BRIEF:
Reproduce the records exactly, beginning with their first line and ending with the line that contains "const BASE_REMOTE: &str", and output nothing more.
╭─ SUPPLIED MATERIAL
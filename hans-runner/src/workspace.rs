//! Workspace management
//!
//! A workspace is a directory named after the commit under test. It holds
//! a single checkout in which the clone, merge and build stages run.
//! Only the run holding the board lock touches a workspace.

use std::path::{Path, PathBuf};
use std::sync::Arc;
use thiserror::Error;
use tracing::{debug, info};

use crate::command::{CommandRunner, ExternalCommand, run_stage};
use crate::config::{BuildConfig, Config};
use crate::error::StageError;

/// Name of the remote the base repository is fetched into
const BASE_REMOTE: &str = "base_repo";

#[derive(Debug, Error)]
pub enum WorkspaceError {
    /// Commit id is not usable as a directory name
    #[error("invalid workspace name {0:?}")]
    InvalidName(String),

    #[error("{action} {path}: {source}")]
    Io {
        action: &'static str,
        path: PathBuf,
        #[source]
        source: std::io::Error,
    },
}

/// Directory of one run
#[derive(Debug, Clone, PartialEq, Eq)]
pub struct Workspace {
    path: PathBuf,
    checkout: PathBuf,
}

impl Workspace {
    pub fn path(&self) -> &Path {
        &self.path
    }

    /// Repository checkout inside the workspace
    pub fn checkout(&self) -> &Path {
        &self.checkout
    }
}

/// Creates, populates and destroys workspaces
pub struct WorkspaceManager {
    root: PathBuf,
    checkout_dir: String,
    clone_depth: u32,
    build: BuildConfig,
    runner: Arc<dyn CommandRunner>,
}

impl WorkspaceManager {
    pub fn new(config: &Config, runner: Arc<dyn CommandRunner>) -> Self {
        Self {
            root: config.workspace_root.clone(),
            checkout_dir: config.checkout_dir.clone(),
            clone_depth: config.clone_depth,
            build: config.build.clone(),
            runner,
        }
    }

    /// Workspace for a commit; does not touch the filesystem
    pub fn workspace_for(&self, sha: &str) -> Result<Workspace, WorkspaceError> {
        let valid = !sha.is_empty()
            && sha != "."
            && sha != ".."
            && !sha.contains(['/', '\\']);
        if !valid {
            return Err(WorkspaceError::InvalidName(sha.to_string()));
        }

        let path = self.root.join(sha);
        let checkout = path.join(&self.checkout_dir);
        Ok(Workspace { path, checkout })
    }

    /// Removes any leftover of a previous run and creates an empty directory
    pub async fn reset(&self, workspace: &Workspace) -> Result<(), WorkspaceError> {
        self.destroy(workspace).await?;
        create_dir(&workspace.path).await
    }

    /// Shallow-clones `branch` and initializes submodules
    pub async fn clone(
        &self,
        workspace: &Workspace,
        branch: &str,
        repo_url: &str,
    ) -> Result<(), StageError> {
        info!("Cloning {} from {}", branch, repo_url);
        create_dir(&workspace.path).await?;

        let clone = ExternalCommand::new("git")
            .arg("clone")
            .arg("--depth")
            .arg(self.clone_depth.to_string())
            .arg(git_url(repo_url))
            .arg("--branch")
            .arg(branch)
            .arg("--single-branch")
            .arg(&self.checkout_dir)
            .current_dir(&workspace.path);
        run_stage(self.runner.as_ref(), &clone, "Cloning repo failed.").await?;

        let init = git(workspace, ["submodule", "init"]);
        run_stage(self.runner.as_ref(), &init, "GIT submodule init failed").await?;

        let update = git(workspace, ["submodule", "update"]);
        run_stage(self.runner.as_ref(), &update, "GIT submodule update failed").await
    }

    /// Merges the base repository's branch into the checkout
    pub async fn merge_base(
        &self,
        workspace: &Workspace,
        base_repo_url: &str,
        base_branch: &str,
    ) -> Result<(), StageError> {
        info!("Merging {}/{} into test branch", base_repo_url, base_branch);

        let add_remote = git(workspace, ["remote", "add", BASE_REMOTE]).arg(git_url(base_repo_url));
        run_stage(self.runner.as_ref(), &add_remote, "GIT adding upstream failed").await?;

        let fetch = git(workspace, ["fetch", BASE_REMOTE]);
        run_stage(self.runner.as_ref(), &fetch, "GIT fetching upstream failed").await?;

        let merge = git(workspace, ["merge"])
            .arg(format!("{}/{}", BASE_REMOTE, base_branch))
            .arg("-m")
            .arg(format!(
                "Merged {}/{} into test branch",
                base_repo_url, base_branch
            ));
        let failure = format!("Failed merging {}/{}", base_repo_url, base_branch);
        run_stage(self.runner.as_ref(), &merge, &failure).await
    }

    /// Builds the firmware archives and the test firmware
    pub async fn build(&self, workspace: &Workspace) -> Result<(), StageError> {
        info!("Starting build");

        let archives = ExternalCommand::new("make")
            .arg("archives")
            .env("BOARDS", self.build.boards.join(" "))
            .current_dir(&workspace.checkout);
        run_stage(self.runner.as_ref(), &archives, "make archives failed").await?;

        let test_build = ExternalCommand::new("make")
            .arg(format!("-j{}", self.build.jobs))
            .arg(&self.build.test_target)
            .current_dir(&workspace.checkout);
        let failure = format!("make {} failed", self.build.test_target);
        run_stage(self.runner.as_ref(), &test_build, &failure).await
    }

    /// Recursively removes the workspace; a missing directory is fine
    pub async fn destroy(&self, workspace: &Workspace) -> Result<(), WorkspaceError> {
        match tokio::fs::remove_dir_all(&workspace.path).await {
            Ok(()) => {
                debug!("Removed workspace {}", workspace.path.display());
                Ok(())
            }
            Err(e) if e.kind() == std::io::ErrorKind::NotFound => Ok(()),
            Err(source) => Err(WorkspaceError::Io {
                action: "removing",
                path: workspace.path.clone(),
                source,
            }),
        }
    }
}

fn git<const N: usize>(workspace: &Workspace, args: [&str; N]) -> ExternalCommand {
    ExternalCommand::new("git")
        .args(args)
        .current_dir(&workspace.checkout)
}

async fn create_dir(path: &Path) -> Result<(), WorkspaceError> {
    tokio::fs::create_dir_all(path)
        .await
        .map_err(|source| WorkspaceError::Io {
            action: "creating",
            path: path.to_path_buf(),
            source,
        })
}

/// Clone URL for a repository web URL
fn git_url(repo_url: &str) -> String {
    if repo_url.ends_with(".git") {
        repo_url.to_string()
    } else {
        format!("{}.git", repo_url)
    }
}

#[cfg(test)]
mod tests {
    use super::*;
    use crate::testing::ScriptedRunner;

    fn manager(root: &Path, runner: Arc<ScriptedRunner>) -> WorkspaceManager {
        let mut config = Config::new("token".to_string(), "host".to_string());
        config.workspace_root = root.to_path_buf();
        WorkspaceManager::new(&config, runner)
    }

    #[test]
    fn test_git_url() {
        assert_eq!(git_url("https://example/repo"), "https://example/repo.git");
        assert_eq!(git_url("https://example/repo.git"), "https://example/repo.git");
    }

    #[test]
    fn test_workspace_named_by_sha() {
        let runner = Arc::new(ScriptedRunner::new());
        let manager = manager(Path::new("/srv/hans"), runner);

        let workspace = manager.workspace_for("abc123").unwrap();
        assert_eq!(workspace.path(), Path::new("/srv/hans/abc123"));
        assert_eq!(workspace.checkout(), Path::new("/srv/hans/abc123/Firmware"));
    }

    #[test]
    fn test_workspace_rejects_path_like_names() {
        let runner = Arc::new(ScriptedRunner::new());
        let manager = manager(Path::new("/srv/hans"), runner);

        for name in ["", ".", "..", "../etc", "a/b"] {
            assert!(manager.workspace_for(name).is_err(), "{name:?} accepted");
        }
    }

    #[tokio::test]
    async fn test_reset_purges_leftovers() {
        let root = tempfile::tempdir().unwrap();
        let manager = manager(root.path(), Arc::new(ScriptedRunner::new()));
        let workspace = manager.workspace_for("abc123").unwrap();

        std::fs::create_dir_all(workspace.checkout()).unwrap();
        std::fs::write(workspace.checkout().join("stale.o"), b"x").unwrap();

        manager.reset(&workspace).await.unwrap();

        assert!(workspace.path().is_dir());
        assert!(!workspace.checkout().exists());
    }

    #[tokio::test]
    async fn test_destroy_is_idempotent() {
        let root = tempfile::tempdir().unwrap();
        let manager = manager(root.path(), Arc::new(ScriptedRunner::new()));
        let workspace = manager.workspace_for("abc123").unwrap();

        manager.reset(&workspace).await.unwrap();
        manager.destroy(&workspace).await.unwrap();
        assert!(!workspace.path().exists());

        manager.destroy(&workspace).await.unwrap();
    }

    #[tokio::test]
    async fn test_clone_commands() {
        let root = tempfile::tempdir().unwrap();
        let runner = Arc::new(ScriptedRunner::new());
        let manager = manager(root.path(), runner.clone());
        let workspace = manager.workspace_for("abc123").unwrap();

        manager
            .clone(&workspace, "main", "https://example/repo")
            .await
            .unwrap();

        assert_eq!(
            runner.command_lines(),
            vec![
                "git clone --depth 500 https://example/repo.git --branch main --single-branch Firmware",
                "git submodule init",
                "git submodule update",
            ]
        );
        let dirs = runner.working_dirs();
        assert_eq!(dirs[0].as_deref(), Some(workspace.path()));
        assert_eq!(dirs[1].as_deref(), Some(workspace.checkout()));
        assert!(runner.invocations()[0].cwd_existed);
    }

    #[tokio::test]
    async fn test_clone_failure_stops_before_submodules() {
        let root = tempfile::tempdir().unwrap();
        let runner = Arc::new(ScriptedRunner::new().exit_code("git clone", 128));
        let manager = manager(root.path(), runner.clone());
        let workspace = manager.workspace_for("abc123").unwrap();

        let err = manager
            .clone(&workspace, "main", "https://example/repo")
            .await
            .unwrap_err();

        assert_eq!(err.status_description(), "Cloning repo failed.");
        assert_eq!(runner.command_lines().len(), 1);
    }

    #[tokio::test]
    async fn test_merge_base_commands() {
        let root = tempfile::tempdir().unwrap();
        let runner = Arc::new(ScriptedRunner::new());
        let manager = manager(root.path(), runner.clone());
        let workspace = manager.workspace_for("abc123").unwrap();

        manager
            .merge_base(&workspace, "https://example/upstream", "master")
            .await
            .unwrap();

        assert_eq!(
            runner.command_lines(),
            vec![
                "git remote add base_repo https://example/upstream.git",
                "git fetch base_repo",
                "git merge base_repo/master -m Merged https://example/upstream/master into test branch",
            ]
        );
    }

    #[tokio::test]
    async fn test_merge_conflict_description() {
        let root = tempfile::tempdir().unwrap();
        let runner = Arc::new(ScriptedRunner::new().exit_code("git merge", 1));
        let manager = manager(root.path(), runner);
        let workspace = manager.workspace_for("abc123").unwrap();

        let err = manager
            .merge_base(&workspace, "https://example/upstream", "master")
            .await
            .unwrap_err();

        assert_eq!(
            err.status_description(),
            "Failed merging https://example/upstream/master"
        );
    }

    #[tokio::test]
    async fn test_build_commands() {
        let root = tempfile::tempdir().unwrap();
        let runner = Arc::new(ScriptedRunner::new());
        let manager = manager(root.path(), runner.clone());
        let workspace = manager.workspace_for("abc123").unwrap();

        manager.build(&workspace).await.unwrap();

        assert_eq!(
            runner.command_lines(),
            vec![
                "BOARDS=\"px4fmu-v2 px4io-v2\" make archives",
                "make -j8 px4fmu-v2_test",
            ]
        );
    }

    #[tokio::test]
    async fn test_test_build_failure_description() {
        let root = tempfile::tempdir().unwrap();
        let runner = Arc::new(ScriptedRunner::new().exit_code("px4fmu-v2_test", 2));
        let manager = manager(root.path(), runner);
        let workspace = manager.workspace_for("abc123").unwrap();

        let err = manager.build(&workspace).await.unwrap_err();
        assert_eq!(err.status_description(), "make px4fmu-v2_test failed");
    }
}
╰─
SOLUTION:
filename hans-runner/src/workspace.rs
//! Workspace management
//!
//! A workspace is a directory named after the commit under test. It holds
//! a single checkout in which the clone, merge and build stages run.
//! Only the run holding the board lock touches a workspace.

use std::path::{Path, PathBuf};
use std::sync::Arc;
use thiserror::Error;
use tracing::{debug, info};

use crate::command::{CommandRunner, ExternalCommand, run_stage};
use crate::config::{BuildConfig, Config};
use crate::error::StageError;

/// Name of the remote the base repository is fetched into
const BASE_REMOTE: &str = "base_repo";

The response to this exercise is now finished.